Reports of a Caspian pipeline agreement have puzzled industry experts. The real implications of the deal have yet to emerge. RFE/RL Correspondent Michael Lelyveld takes a look at the issues involved.
Boston, 16 March 2000 (RFE/RL) -- Industry officials say a reported agreement between Turkmenistan and Azerbaijan on the trans-Caspian gas pipeline has raised more questions than it has answered.
The agreement reported last week by Turkmenistan President Saparmurat Niyazov follows months of uncertainty about the fate of the project to build a 2,000-kilometer gas line to Turkey through Azerbaijan.
According to Niyazov, an understanding on sharing the line with Azerbaijan was reached in a phone conversation with President Heidar Aliyev on March 9. Niyazov said that Aliyev agreed to accept Turkmenistan's offer to ship 5 billion cubic meters of Azerbaijani gas per year through the line, although Azerbaijan had previously sought three times as much.
Earlier this year, Aliyev demanded half the capacity of the line, which is eventually planned to carry 30 billion cubic meters of gas to Turkey. Last year, Azerbaijan discovered a giant gas deposit at its Caspian offshore field known as Shah Deniz. Since then, the country has developed plans to export up to 16 billion cubic meters of gas per year, making it a competitor to Turkmenistan.
But Niyazov insisted that Baku's demand would have made Turkmenistan's own export plans impossible. Ashgabat has already agreed to deliver 16 billion cubic meters a year to Turkey with an additional 14 billion cubic meters to be passed on to Europe. A half-share of the line would have left Turkmenistan with a high cost for construction and little return.
Industry officials say that the reasons behind Aliev's reported decision to ease his demands are still unclear. If the reports prove correct, Aliyev has settled for a smaller share, even though he held the stronger hand. Before the announcement, most analysts believed that Azerbaijan would win the contest because the pipeline must cross its territory to reach Turkey.
Michael Townshend, manager of international affairs at BP Amoco in Washington, said he has yet to receive confirmation of the Turkmen reports. The company is the operator of Azerbaijan's gas field at Shah Deniz.

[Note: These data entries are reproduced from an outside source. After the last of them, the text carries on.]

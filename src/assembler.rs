//! Tool call reassembly from fragmented argument deltas.
//!
//! A tool call arrives as one block-start fragment followed by any number of
//! argument fragments that together spell out a single JSON document:
//!
//! ```text
//! BlockStart { index: 1, ToolUse { id: "toolu_1", name: "query_db" } }
//! ToolArgumentDelta { index: 1, "{\"qu" }
//! ToolArgumentDelta { index: 1, "ery\":\"abc" }
//! ToolArgumentDelta { index: 1, "\"}" }
//! TurnEnd(ToolUse)
//!     → ToolCall { id: "toolu_1", name: "query_db", arguments: {"query": "abc"} }
//! ```
//!
//! The provider sends no reliable block-end marker the engine depends on, so the
//! *next* block start, the terminal event, or the end of the stream closes the open
//! block. Only then is the buffer parsed.
//!
//! At most one tool-use block is open at a time. An argument fragment addressed to
//! any other block is a protocol violation.

use crate::stream::{BlockSeed, StreamEvent};
use crate::types::ToolCall;
use crate::{Error, Result};
use serde_json::Value;

/// A tool call whose arguments are still arriving.
#[derive(Debug)]
pub struct PendingToolCall {
    /// Block position in the stream
    index: usize,

    id: String,

    name: String,

    /// Raw argument JSON, concatenated verbatim
    argument_buffer: String,
}

impl PendingToolCall {
    fn new(index: usize, id: &str, name: &str) -> Self {
        Self {
            index,
            id: id.to_string(),
            name: name.to_string(),
            argument_buffer: String::new(),
        }
    }

    pub fn id(&self) -> &str {
        &self.id
    }

    pub fn name(&self) -> &str {
        &self.name
    }

    pub fn argument_buffer(&self) -> &str {
        &self.argument_buffer
    }

    /// Parse the buffer. An empty buffer means a call with no arguments.
    fn into_tool_call(self) -> Result<ToolCall> {
        let raw = self.argument_buffer.trim();
        if raw.is_empty() {
            return Ok(ToolCall::new(
                self.id,
                self.name,
                Value::Object(Default::default()),
            ));
        }

        let arguments: Value = serde_json::from_str(raw)
            .map_err(|e| Error::malformed_tool_call(&self.id, &self.name, e.to_string()))?;

        if !arguments.is_object() {
            return Err(Error::malformed_tool_call(
                &self.id,
                &self.name,
                format!("arguments must be a JSON object, got `{}`", raw),
            ));
        }

        Ok(ToolCall::new(self.id, self.name, arguments))
    }
}

/// Accumulates argument fragments and emits complete [`ToolCall`]s.
#[derive(Debug, Default)]
pub struct ToolCallAssembler {
    open: Option<PendingToolCall>,
}

impl ToolCallAssembler {
    pub fn new() -> Self {
        Self::default()
    }

    /// Feed one event.
    ///
    /// Returns the call this event closed, if any.
    ///
    /// # Errors
    ///
    /// - [`Error::MalformedToolCall`] when a closed block's arguments do not parse to an object
    /// - [`Error::Protocol`] when an argument fragment does not belong to the open block
    pub fn process(&mut self, event: &StreamEvent) -> Result<Option<ToolCall>> {
        match event {
            StreamEvent::BlockStart { index, seed } => {
                if let Some(open) = &self.open {
                    if open.index == *index {
                        return Err(Error::protocol(format!(
                            "block {} started twice (tool '{}' still open)",
                            index, open.name
                        )));
                    }
                }

                let completed = self.close()?;
                if let BlockSeed::ToolUse { id, name } = seed {
                    log::debug!("Tool block {} opened: {} ({})", index, name, id);
                    self.open = Some(PendingToolCall::new(*index, id, name));
                }
                Ok(completed)
            }
            StreamEvent::ToolArgumentDelta {
                index,
                partial_json,
            } => match self.open.as_mut() {
                Some(open) if open.index == *index => {
                    open.argument_buffer.push_str(partial_json);
                    Ok(None)
                }
                Some(open) => Err(Error::protocol(format!(
                    "argument fragment for block {} while tool block {} ('{}') is open",
                    index, open.index, open.name
                ))),
                None => Err(Error::protocol(format!(
                    "argument fragment for block {} with no open tool block",
                    index
                ))),
            },
            StreamEvent::TurnEnd(_) => self.close(),
            StreamEvent::TextDelta(_)
            | StreamEvent::ReasoningDelta(_)
            | StreamEvent::ReasoningSignature(_) => Ok(None),
        }
    }

    /// Close the open block, if any, and parse its arguments.
    ///
    /// Called implicitly by [`process`](Self::process) and by the round when the
    /// stream ends without a terminal event.
    pub fn close(&mut self) -> Result<Option<ToolCall>> {
        match self.open.take() {
            Some(pending) => pending.into_tool_call().map(Some),
            None => Ok(None),
        }
    }

    /// The call currently collecting arguments, if any
    pub fn pending(&self) -> Option<&PendingToolCall> {
        self.open.as_ref()
    }
}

Last month, BP Amoco announced plans to spend up to $1.3 billion with its partners on the first stage of developing the Azerbaijani field. The companies were also prepared to invest up to $700 million on rebuilding existing pipelines through Azerbaijan and adding new lines in Georgia to reach Turkey. Meanwhile, Aliev's government continued to press Azerbaijan's demand for a half-share in the trans-Caspian line.
The reported agreement has raised hopes for the trans-Caspian project but confused the situation for BP Amoco's planned pipeline route. Says Townshend: "It doesn't really make much sense if there's two."
Officials at Azerbaijan's embassy in Washington could not be reached for comment. According to a statement by Azerbaijan's presidential press service, which was quoted by AzadInform News, Aliyev and Niyazov agreed on Azerbaijan's share of the pipeline, although the details have yet to be "elaborated (in) relevant bilateral agreements."
Julia Nanay, director of the Petroleum Finance Company, a Washington-based consulting firm, said that the market may be cautious about the reported solution to the trans-Caspian problem if it has been negotiated solely by political leaders.
She says: "These pipelines ultimately have to be commercial projects, not political projects. If they don't serve commercial interests, there are just going to be more delays."
At least one report casts considerable doubt on Niyazov's account of the agreement. According to Platt's Oilgram, a U.S.-based industry news service, Niyazov agreed to give Azerbaijan a half-share of the pipeline in later years.
The Platt analysis says "it looks as if Aliyev may have gotten his way." It quotes an official at Turkmenistan's embassy in Baku as saying that Azerbaijan would be allowed to ship 16 billion cubic meters of gas through the pipeline once it reaches full capacity of 32 billion cubic meters per year.
Pressure for a compromise appears to have increased since Turkmenistan announced last month that it would try to sell 50 billion cubic meters of gas per year to Russia's Gazprom. U.S. officials are said to be concerned that the huge volume would leave little gas available for the trans-Caspian plan, although it is still unclear whether Gazprom will offer a competitive price for Turkmen gas.
AzadInform News says Aliyev and Niyazov agreed that they would sign documents related to their agreement next month, either at the summit of Turkic language nations in Baku or at a meeting of regional leaders in Istanbul.